SAN JOSE, Calif. -- A months-long probe into a northern California Vietnamese crime ring resulted in nearly two dozen arrests, including that of a veteran San Jose police officer accused of leaking confidential information to gang members, authorities said Wednesday.
The multi-agency probe with the FBI and DEA netted cash, drugs, weapons, gambling machines and an alligator, San Jose police said.
Officer Derrick Antonio was placed on paid leave two months ago in the middle of the investigation when investigators determined he was sharing sensitive information including police reports with gang members, San Jose Police Chief Eddie Garcia told reporters.
Antonio is a nine-year veteran with the department. The San Jose Police Department worked closely with the Santa Clara District Attorney’s Office, the Drug Enforcement Administration, and the FBI to execute the operation, CBS San Francisco reported.
“His acts were deplorable and in no way represent the character of the remaining members of this department,” said Garcia.
Law enforcement sources told CBS San Francisco that gang investigators had been listening to wiretaps for months. They had no idea a cop was involved until they heard a suspect say something like “have your guy check NCIC” to see if they were being watched.
Authorities arrested 22 other people in the probe named “Operation Gang of Thrones,” making the arrests and executing search warrants in several places, including San Jose; Anaheim, California; and in Louisiana. They were booked on suspicion of offenses including extortion, drug trafficking, illegal gun possession and conspiracy. Authorities were searching for six more suspects.
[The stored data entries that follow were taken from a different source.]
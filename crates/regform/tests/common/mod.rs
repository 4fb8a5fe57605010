// Shared fixtures for the integration tests
#![allow(dead_code)]

use chrono::{DateTime, TimeZone, Utc};
use regform::{Field, FormValues};

/// Fixed evaluation instant so age checks do not depend on the wall clock
pub fn now() -> DateTime<Utc> {
    Utc.with_ymd_and_hms(2026, 10, 15, 9, 30, 0).unwrap()
}

/// Values that satisfy every registration rule
pub fn valid_values() -> FormValues {
    FormValues::new()
        .with(Field::FirstName, "Ayesha")
        .with(Field::MiddleName, "Noor")
        .with(Field::LastName, "Khan")
        .with(Field::BirthDate, "1995-06-15")
        .with(Field::Gender, "female")
        .with(Field::Address, "House 12, Street 4")
        .with(Field::City, "Lahore")
        .with(Field::PostalCode, "54000")
        .with(Field::Email, "ayesha.khan@example.com")
        .with(Field::MobileNumber, "3001234567")
        .with(Field::PhoneNumber, "0421234567")
        .with(Field::Company, "Acme Labs")
        .with(Field::Course, "web-development")
        .with(Field::Cnic, "35202-1234567-1")
        .with(Field::Comments, "Looking forward to it.")
        .with(Field::Password, "Secure@Pass1")
}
The searches netted $200,000 in cash, 4,000 Ecstasy pills, 600 pounds of marijuana, body armor and the alligator retrieved by San Jose animal control workers after it was found. Louisiana State Police seized more than 400 pounds of the marijuana in transit from San Jose.
Antonio was charged with six felony counts, including unauthorized computer access.
Garcia called the allegations the officer faces deplorable, but also said they should not reflect badly on the entire San Jose police department. “Once his involvement was known, they did not hesitate or shy away from bringing a fellow member of this department who had tarnished the badge we wear so proudly to justice,” Garcia said.
Garcia said he did not know why the officer allegedly passed the information to gang members.
Sean Webby, spokesman for the district attorney’s office handling the case, said he did not know if Antonio had a lawyer who could be contacted for comment.
The police association for San Jose did not respond to a message inquiring if the arrested officer had a lawyer.